Search code examples
rdoparallel

How to call a parallelized script from command prompt?


I'm running into this issue and I for the life of me can't figure out how to solve it.

Quick summary before example:

I have several hundred data sets from which I want create reports on everyday. In order to do this efficiently, I parallelized the process with doParallel.

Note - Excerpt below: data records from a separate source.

use std::sync::LazyLock;

use indexmap::{IndexMap, IndexSet};
use log::{debug, trace};
use regex::Regex;

use crate::error::Result;

/// A placeholder: a word made only of uppercase letters and underscores.
static UPPERCASE_WORD: LazyLock<Regex> =
    LazyLock::new(|| Regex::new(r"\b[A-Z_]+\b").expect("valid placeholder pattern"));

/// Trailing run of anything but letters (with their combining marks),
/// digits, sentence punctuation and markdown emphasis/link characters.
static UNWANTED_TRAILING_PARTS: LazyLock<Regex> = LazyLock::new(|| {
    Regex::new(r"[^\p{L}\p{M}\p{N}.!?\[\]()*_%]+$").expect("valid trailing parts pattern")
});

/// Collects every placeholder token used across `templates`, in order of
/// first appearance.
pub fn used_placeholders<'a, I>(templates: I) -> IndexSet<&'a str>
where
    I: IntoIterator<Item = &'a str>,
{
    templates
        .into_iter()
        .flat_map(|template| UPPERCASE_WORD.find_iter(template).map(|m| m.as_str()))
        .collect()
}

/// Removes placeholders that have no value in `fields` from every template.
///
/// Each unavailable placeholder goes together with the characters glued to
/// it, so `(URL)` or `DOI:` disappear entirely while free-standing words such
/// as `at` stay. The results are then passed through [`clean_trailing_parts`].
/// When every placeholder is provided the templates are returned untouched.
///
/// # Examples
/// ```
/// use cvtemplater::template::elision::remove_not_provided_placeholders;
/// use indexmap::IndexMap;
///
/// let templates = IndexMap::from([(
///     "main_column".to_string(),
///     "POSITION at COMPANY, LOCATION".to_string(),
/// )]);
/// let fields = IndexMap::from([
///     ("POSITION".to_string(), "Engineer".to_string()),
///     ("COMPANY".to_string(), "Acme".to_string()),
/// ]);
/// let elided = remove_not_provided_placeholders(&templates, &fields).unwrap();
/// assert_eq!(elided["main_column"], "POSITION at COMPANY");
/// ```
pub fn remove_not_provided_placeholders(
    templates: &IndexMap<String, String>,
    fields: &IndexMap<String, String>,
) -> Result<IndexMap<String, String>> {
    let used = used_placeholders(templates.values().map(String::as_str));
    let not_provided: Vec<&str> = used
        .into_iter()
        .filter(|placeholder| !fields.contains_key(*placeholder))
        .collect();

    if not_provided.is_empty() {
        return Ok(templates.clone());
    }
    debug!("Eliding placeholders without values: {not_provided:?}");

    let alternation = not_provided
        .iter()
        .map(|token| regex::escape(token))
        .collect::<Vec<_>>()
        .join("|");
    let pattern = Regex::new(&format!(r"\S*(?:{alternation})\S*"))?;
    trace!("Elision pattern: {pattern}");

    Ok(templates
        .iter()
        .map(|(name, template)| {
            let elided = pattern.replace_all(template, "");
            (name.clone(), clean_trailing_parts(&elided))
        })
        .collect())
}

/// Tidies text left behind by elision, line by line.
///
/// Trailing whitespace is trimmed, stray trailing separators such as `, ` or
/// `: ` are stripped, and lines that end up empty are dropped. Sentence
/// punctuation and markdown syntax (`.!?[]()*_%`) survive at line ends.
/// Applying it twice gives the same result as applying it once.
///
/// # Examples
/// ```
/// use cvtemplater::template::elision::clean_trailing_parts;
///
/// assert_eq!(
///     clean_trailing_parts("Position at Company, \nLink: "),
///     "Position at Company\nLink"
/// );
/// ```
pub fn clean_trailing_parts(text: &str) -> String {
    text.lines()
        .filter_map(|line| {
            let line = line.trim_end();
            if line.is_empty() {
                return None;
            }
            let cleaned = UNWANTED_TRAILING_PARTS.replace(line, "");
            let cleaned = cleaned.trim_end();
            (!cleaned.is_empty()).then(|| cleaned.to_string())
        })
        .collect::<Vec<_>>()
        .join("\n")
}

#[cfg(test)]
mod tests {
    use super::*;
    use proptest::prelude::*;

    fn map(pairs: &[(&str, &str)]) -> IndexMap<String, String> {
        pairs.iter().map(|(k, v)| (k.to_string(), v.to_string())).collect()
    }

    #[test]
    fn finds_used_placeholders() {
        let used = used_placeholders(["**COMPANY**, POSITION", "LOCATION\nDATE (DATE)"]);
        let used: Vec<_> = used.into_iter().collect();
        assert_eq!(used, vec!["COMPANY", "POSITION", "LOCATION", "DATE"]);
    }

    #[test]
    fn ignores_mixed_case_words() {
        let used = used_placeholders(["Worked at Acme as POSITION"]);
        assert_eq!(used.into_iter().collect::<Vec<_>>(), vec!["POSITION"]);
    }

    #[test]
    fn elides_missing_location() {
        let templates = map(&[("main_column", "POSITION at COMPANY, LOCATION")]);
        let fields = map(&[("POSITION", "Engineer"), ("COMPANY", "Acme")]);
        let elided = remove_not_provided_placeholders(&templates, &fields).unwrap();
        assert_eq!(elided["main_column"], "POSITION at COMPANY");
    }

    #[test]
    fn elides_punctuation_glued_to_placeholder() {
        let templates = map(&[("main_column", "**TITLE**\nURL (JOURNAL)\nSee DOI:")]);
        let fields = map(&[("TITLE", "Paper"), ("URL", "[a](b)")]);
        let elided = remove_not_provided_placeholders(&templates, &fields).unwrap();
        assert_eq!(elided["main_column"], "**TITLE**\nURL\nSee");
    }

    #[test]
    fn drops_lines_that_become_empty() {
        let templates = map(&[("date_and_location_column", "LOCATION\nDATE")]);
        let fields = map(&[("DATE", "2024")]);
        let elided = remove_not_provided_placeholders(&templates, &fields).unwrap();
        assert_eq!(elided["date_and_location_column"], "DATE");
    }

    #[test]
    fn untouched_when_everything_is_provided() {
        let templates = map(&[("main_column", "  NAME, \n")]);
        let fields = map(&[("NAME", "Ada")]);
        let elided = remove_not_provided_placeholders(&templates, &fields).unwrap();
        assert_eq!(elided["main_column"], "  NAME, \n");
    }

    #[test]
    fn elision_applies_to_every_slot() {
        let templates = map(&[("a", "NAME, LOCATION"), ("b", "LOCATION"), ("c", "Static")]);
        let fields = map(&[("NAME", "Ada")]);
        let elided = remove_not_provided_placeholders(&templates, &fields).unwrap();
        assert_eq!(elided["a"], "NAME");
        assert_eq!(elided["b"], "");
        assert_eq!(elided["c"], "Static");
    }

    #[test]
    fn cleanup_strips_trailing_separators() {
        assert_eq!(
            clean_trailing_parts("Position at Company, \nLink: "),
            "Position at Company\nLink"
        );
    }

    #[test]
    fn cleanup_preserves_markdown_and_punctuation() {
        assert_eq!(clean_trailing_parts("**Bold** -- "), "**Bold**");
        assert_eq!(clean_trailing_parts("[site](https://a.b) | "), "[site](https://a.b)");
        assert_eq!(clean_trailing_parts("Done! "), "Done!");
        assert_eq!(clean_trailing_parts("50%, "), "50%");
        assert_eq!(clean_trailing_parts("Zürich, Café, "), "Zürich, Café");
    }

    #[test]
    fn cleanup_keeps_combining_marks() {
        assert_eq!(clean_trailing_parts("Cafe\u{301}, "), "Cafe\u{301}");
        assert_eq!(clean_trailing_parts("Hindi: \u{915}\u{93f} | "), "Hindi: \u{915}\u{93f}");
    }

    #[test]
    fn cleanup_drops_blank_and_separator_only_lines() {
        assert_eq!(clean_trailing_parts("a\n   \n, \nb"), "a\nb");
    }

    proptest! {
        #[test]
        fn cleanup_is_idempotent(text in "[a-zA-Z0-9 ,.:;!?*_()\\[\\]%\\-\né\u{301}]{0,60}") {
            let once = clean_trailing_parts(&text);
            prop_assert_eq!(clean_trailing_parts(&once), once);
        }
    }
}
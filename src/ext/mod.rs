/// Extension traits for built-in Rust types.
///
/// Each extension trait lives in its own file named after the type it extends:
/// - `path.rs` - Extensions for `std::path::Path`
/// - `string.rs` - Extensions for `str`
pub mod path;
pub mod string;

pub use path::PathExt;
pub use string::StrExt;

From within RStudio, the process works fine, but when I try to make the process automatic via Task Scheduler on windows, I can't seem to get it to work.

The process within RStudio is:

I call a script that sources all of my other scripts, each individual script has a header section that performs the appropriate package import, so for instance it would look like:

get_files <- function(){
  get_files.create_path() -> path
  for(file in path){
   if(!(file.info(paste0(path, file))[['isdir']])){
    source(paste0(path, file))
   }
  }
}

get_files.create_path <- function(){
   return(<path to directory>)
}

#self call
get_files()

This would be simply "Source on saved" and brings in everything I need into the .GlobalEnv.

From there, I could simply type: parallel_report() which calls a script that sources another script that houses the parallelization of the report generations. There was an issue awhile back with simply calling the parallelization directly (I wonder if this is related?) and so I had to make the doParallel script a non-function housing script and thus couldn't be brought in with the get_files script which would start the report generation every time I brought everything in. Thus, I had to include it in its own script and save it elsewhere to be called when necessary. The parallel_report() function would simply be:

parallel_report <- function(){
  source(<path to script>)
}

Then the script that is sourced is the real parallelization script, and would look something like:

doParallel::registerDoParallel(cl = (parallel::detectCores() - 1))
foreach(name = report.list$names,
        .packages = c('tidyverse', 'knitr', 'lubridate', 'stringr', 'rmarkdown'),
        .export = c('generate_report'),
        .errorhandling = 'remove') %dopar% {
  tryCatch(expr = {
    generate_report(name)
  }, error = function(e){
    error_handler(error = e, caller = paste0("generate report for ", name,  " from parallel"), line = 28)
  })
}
doParallel::stopImplicitCluster()

The generate_report function is simply an .Rmd and render() caller:

generate_report <- function(<arguments>){
 #stuff
 generate_report.render(<arguments>)
 #stuff 
}  

generate_report.render <- function(<arguments>){
   rmarkdown::render(
    paste0(data.information@location, 'report_generator.Rmd'),
    params = list(
      name = name,
      date = date,
      thoughts = thoughts, 
      auto = auto),
    output_file = paste0(str_to_upper(stock), '_report_', str_remove_all(date, '-'))
  )
}

So to recap, in RStudio I would simply perform the following:

1 - Source save the script to bring everything

2 - type parallel_report

2.a - this calls directly the doParallization of generate_report

2.b - generate_report calls an .Rmd file that houses the required function calling and whatnot to produce the reports

And the process starts and successfully completes without a hitch.

In order to make the situation automatic via the Task Scheduler, I made a script that the Task Scheduler can call, named automatic_caller:

source(<path to the get_files script>) # this brings in all the scripts and data into the global, just 
# as if it were being done manually
tryCatch(
  expr = {
    parallel_report()
  }, error = function(e){
     error_handler(error = e, caller = "parallel_report from automatic_callng", line = 39)
})

The error_handler function is just an in-house script used to log errors throughout.

So then on the Task Schedule's tasks I have the Rscript.exe called and then the automatic_caller after that. Everything within the automatic_caller function works except for the report generation. The process completes almost automatically, and the only output I get is an error:

"pandoc version 1.12.3 or higher is required and was not found (see the help page ?rmarkdown::pandoc_available)."

But rmarkdown is within the .export call of the doParallel and it is in the scripts that use it explicitly, and in the actual generate_report it is called directly via rmarkdown::render().

So - I am at a complete loss.

Thoughts and suggestions would be completely appreciated.


Solution

  • So pandoc is apprently an executable that helps convert files from one extension to another. RStudio comes with its own pandoc executable so when running the scripts from RStudio, it knew where to point when pandoc is required.

    From the command prompt, the system did not know to look inside of RStudio, so simply downloading pandoc as a standalone executable gives the system the proper pointer.

    Downloded pandoc and everything works fine.